START Data for this task

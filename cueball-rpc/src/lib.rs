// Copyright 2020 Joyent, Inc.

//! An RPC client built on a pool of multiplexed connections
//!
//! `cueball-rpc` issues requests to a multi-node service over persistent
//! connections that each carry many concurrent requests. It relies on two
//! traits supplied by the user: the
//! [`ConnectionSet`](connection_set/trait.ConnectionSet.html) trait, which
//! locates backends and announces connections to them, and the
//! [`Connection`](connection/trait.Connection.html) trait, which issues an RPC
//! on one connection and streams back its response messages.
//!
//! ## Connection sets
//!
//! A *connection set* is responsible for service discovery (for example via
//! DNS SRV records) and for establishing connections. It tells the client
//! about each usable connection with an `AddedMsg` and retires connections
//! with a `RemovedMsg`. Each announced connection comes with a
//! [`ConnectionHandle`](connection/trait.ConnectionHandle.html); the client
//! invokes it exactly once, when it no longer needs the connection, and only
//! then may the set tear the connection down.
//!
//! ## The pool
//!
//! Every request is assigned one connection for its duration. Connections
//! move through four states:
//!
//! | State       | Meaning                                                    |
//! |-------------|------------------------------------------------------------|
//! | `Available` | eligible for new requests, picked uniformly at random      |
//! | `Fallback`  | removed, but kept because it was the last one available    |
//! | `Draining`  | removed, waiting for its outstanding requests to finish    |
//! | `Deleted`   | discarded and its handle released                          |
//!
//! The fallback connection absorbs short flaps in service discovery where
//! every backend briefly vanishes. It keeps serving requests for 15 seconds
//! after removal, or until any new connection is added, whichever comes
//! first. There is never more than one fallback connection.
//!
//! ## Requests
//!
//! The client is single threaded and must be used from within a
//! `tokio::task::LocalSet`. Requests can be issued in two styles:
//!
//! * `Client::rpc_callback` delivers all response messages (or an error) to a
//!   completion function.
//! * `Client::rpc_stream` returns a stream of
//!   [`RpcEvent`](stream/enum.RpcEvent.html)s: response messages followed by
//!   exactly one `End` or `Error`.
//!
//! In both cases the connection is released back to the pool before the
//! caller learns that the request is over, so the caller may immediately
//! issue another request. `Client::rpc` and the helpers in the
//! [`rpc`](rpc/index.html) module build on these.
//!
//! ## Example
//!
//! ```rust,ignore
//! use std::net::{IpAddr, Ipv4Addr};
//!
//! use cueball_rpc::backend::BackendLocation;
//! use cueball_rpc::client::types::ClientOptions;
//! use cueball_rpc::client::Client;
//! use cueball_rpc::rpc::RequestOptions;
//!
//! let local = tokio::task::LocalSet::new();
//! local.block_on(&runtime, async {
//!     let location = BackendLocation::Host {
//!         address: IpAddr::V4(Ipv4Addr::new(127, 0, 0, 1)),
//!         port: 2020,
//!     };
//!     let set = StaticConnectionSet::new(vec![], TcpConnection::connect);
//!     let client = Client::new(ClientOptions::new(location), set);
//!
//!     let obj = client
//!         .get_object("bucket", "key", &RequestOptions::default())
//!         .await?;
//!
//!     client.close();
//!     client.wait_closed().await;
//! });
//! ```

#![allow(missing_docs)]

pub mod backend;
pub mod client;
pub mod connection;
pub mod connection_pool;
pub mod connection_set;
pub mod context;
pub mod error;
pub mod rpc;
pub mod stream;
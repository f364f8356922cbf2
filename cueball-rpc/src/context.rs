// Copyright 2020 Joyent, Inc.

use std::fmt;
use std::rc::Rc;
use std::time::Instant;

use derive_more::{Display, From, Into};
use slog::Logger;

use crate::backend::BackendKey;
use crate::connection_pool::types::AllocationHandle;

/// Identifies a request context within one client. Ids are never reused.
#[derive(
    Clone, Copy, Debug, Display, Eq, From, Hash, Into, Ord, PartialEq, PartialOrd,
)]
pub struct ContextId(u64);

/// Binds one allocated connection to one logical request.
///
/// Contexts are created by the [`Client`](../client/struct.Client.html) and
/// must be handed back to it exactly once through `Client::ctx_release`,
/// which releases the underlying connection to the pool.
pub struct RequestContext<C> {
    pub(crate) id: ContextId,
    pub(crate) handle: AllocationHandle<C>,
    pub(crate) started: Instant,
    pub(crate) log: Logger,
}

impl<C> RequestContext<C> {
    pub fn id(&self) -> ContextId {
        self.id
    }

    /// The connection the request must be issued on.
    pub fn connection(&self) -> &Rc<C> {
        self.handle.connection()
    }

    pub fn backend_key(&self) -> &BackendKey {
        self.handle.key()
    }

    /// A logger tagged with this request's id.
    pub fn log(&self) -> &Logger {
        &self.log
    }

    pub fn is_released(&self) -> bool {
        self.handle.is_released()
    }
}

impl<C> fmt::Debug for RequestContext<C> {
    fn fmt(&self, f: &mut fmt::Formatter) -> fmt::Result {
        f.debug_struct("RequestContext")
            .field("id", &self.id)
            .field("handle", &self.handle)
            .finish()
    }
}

END Data for this task

• Work task:
Report each line of the records that holds the word "issues".

• Expected output:
//! `cueball-rpc` issues requests to a multi-node service over persistent
//! [`Connection`](connection/trait.Connection.html) trait, which issues an RPC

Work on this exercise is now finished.